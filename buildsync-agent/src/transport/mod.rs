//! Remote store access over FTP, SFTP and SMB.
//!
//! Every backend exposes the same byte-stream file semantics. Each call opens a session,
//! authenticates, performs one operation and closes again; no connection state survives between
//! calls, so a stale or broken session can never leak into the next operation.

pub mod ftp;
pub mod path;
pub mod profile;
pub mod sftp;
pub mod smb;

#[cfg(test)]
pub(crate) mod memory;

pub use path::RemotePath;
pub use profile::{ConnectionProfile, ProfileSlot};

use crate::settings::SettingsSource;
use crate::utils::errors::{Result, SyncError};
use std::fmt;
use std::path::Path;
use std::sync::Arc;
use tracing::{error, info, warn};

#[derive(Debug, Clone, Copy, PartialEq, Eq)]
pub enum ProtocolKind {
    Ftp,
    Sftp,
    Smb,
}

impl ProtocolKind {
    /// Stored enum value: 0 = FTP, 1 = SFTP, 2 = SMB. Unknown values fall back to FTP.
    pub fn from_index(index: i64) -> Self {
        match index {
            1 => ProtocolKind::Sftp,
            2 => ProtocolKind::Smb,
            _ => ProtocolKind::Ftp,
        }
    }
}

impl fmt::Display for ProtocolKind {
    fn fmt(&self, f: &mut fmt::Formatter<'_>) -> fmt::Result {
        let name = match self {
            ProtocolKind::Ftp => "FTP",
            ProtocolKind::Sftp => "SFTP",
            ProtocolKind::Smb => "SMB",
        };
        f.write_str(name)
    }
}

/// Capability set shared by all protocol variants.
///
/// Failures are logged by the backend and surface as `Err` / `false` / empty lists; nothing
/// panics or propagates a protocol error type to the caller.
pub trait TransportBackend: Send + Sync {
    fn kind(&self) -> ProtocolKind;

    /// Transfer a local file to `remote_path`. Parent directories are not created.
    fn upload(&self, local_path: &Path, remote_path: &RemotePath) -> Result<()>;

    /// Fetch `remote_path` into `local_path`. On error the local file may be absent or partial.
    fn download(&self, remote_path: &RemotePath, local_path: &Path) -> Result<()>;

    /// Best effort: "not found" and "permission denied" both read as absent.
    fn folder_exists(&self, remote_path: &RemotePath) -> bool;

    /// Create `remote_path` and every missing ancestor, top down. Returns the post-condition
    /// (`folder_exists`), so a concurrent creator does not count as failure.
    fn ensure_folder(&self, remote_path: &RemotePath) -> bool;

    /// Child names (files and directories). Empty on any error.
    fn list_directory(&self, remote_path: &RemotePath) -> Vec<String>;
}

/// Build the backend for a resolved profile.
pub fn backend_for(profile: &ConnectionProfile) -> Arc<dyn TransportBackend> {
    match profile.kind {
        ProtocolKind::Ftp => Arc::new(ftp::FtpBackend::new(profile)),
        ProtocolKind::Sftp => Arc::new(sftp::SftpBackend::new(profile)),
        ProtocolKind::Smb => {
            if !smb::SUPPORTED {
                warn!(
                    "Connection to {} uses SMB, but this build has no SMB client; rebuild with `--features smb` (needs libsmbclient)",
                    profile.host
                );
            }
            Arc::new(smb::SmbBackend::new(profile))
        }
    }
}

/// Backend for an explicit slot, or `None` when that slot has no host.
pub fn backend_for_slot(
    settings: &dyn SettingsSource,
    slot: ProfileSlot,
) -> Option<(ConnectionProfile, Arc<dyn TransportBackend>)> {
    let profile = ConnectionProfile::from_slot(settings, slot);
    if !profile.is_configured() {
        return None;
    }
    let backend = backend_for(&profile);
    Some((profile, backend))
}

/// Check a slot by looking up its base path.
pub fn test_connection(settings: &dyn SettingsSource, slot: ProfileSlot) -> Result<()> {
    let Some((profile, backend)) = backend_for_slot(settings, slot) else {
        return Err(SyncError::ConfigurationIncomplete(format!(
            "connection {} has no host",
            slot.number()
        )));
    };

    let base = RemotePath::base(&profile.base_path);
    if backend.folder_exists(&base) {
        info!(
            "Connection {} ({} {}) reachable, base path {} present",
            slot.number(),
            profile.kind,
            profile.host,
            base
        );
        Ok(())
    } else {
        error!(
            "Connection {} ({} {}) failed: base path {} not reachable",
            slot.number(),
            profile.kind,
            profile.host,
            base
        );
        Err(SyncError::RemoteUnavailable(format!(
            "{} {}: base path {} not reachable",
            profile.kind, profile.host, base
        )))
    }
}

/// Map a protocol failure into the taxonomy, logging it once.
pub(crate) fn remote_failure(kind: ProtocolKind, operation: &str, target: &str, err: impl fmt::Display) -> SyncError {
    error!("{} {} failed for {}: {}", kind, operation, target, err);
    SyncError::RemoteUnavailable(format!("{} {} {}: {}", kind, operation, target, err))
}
....
> **TASK**
Among the lines above, find the one with "empty lists; nothing" and the one with "fn ensure_folder(&self, remote_path: &RemotePath)". Quote both and everything between them, exactly.

> **EXPECTED OUTPUT**
/// Failures are logged by the backend and surface as `Err` / `false` / empty lists; nothing
/// panics or propagates a protocol error type to the caller.
pub trait TransportBackend: Send + Sync {
    fn kind(&self) -> ProtocolKind;

    /// Transfer a local file to `remote_path`. Parent directories are not created.
    fn upload(&self, local_path: &Path, remote_path: &RemotePath) -> Result<()>;

    /// Fetch `remote_path` into `local_path`. On error the local file may be absent or partial.
    fn download(&self, remote_path: &RemotePath, local_path: &Path) -> Result<()>;

    /// Best effort: "not found" and "permission denied" both read as absent.
    fn folder_exists(&self, remote_path: &RemotePath) -> bool;

    /// Create `remote_path` and every missing ancestor, top down. Returns the post-condition
    /// (`folder_exists`), so a concurrent creator does not count as failure.
    fn ensure_folder(&self, remote_path: &RemotePath) -> bool;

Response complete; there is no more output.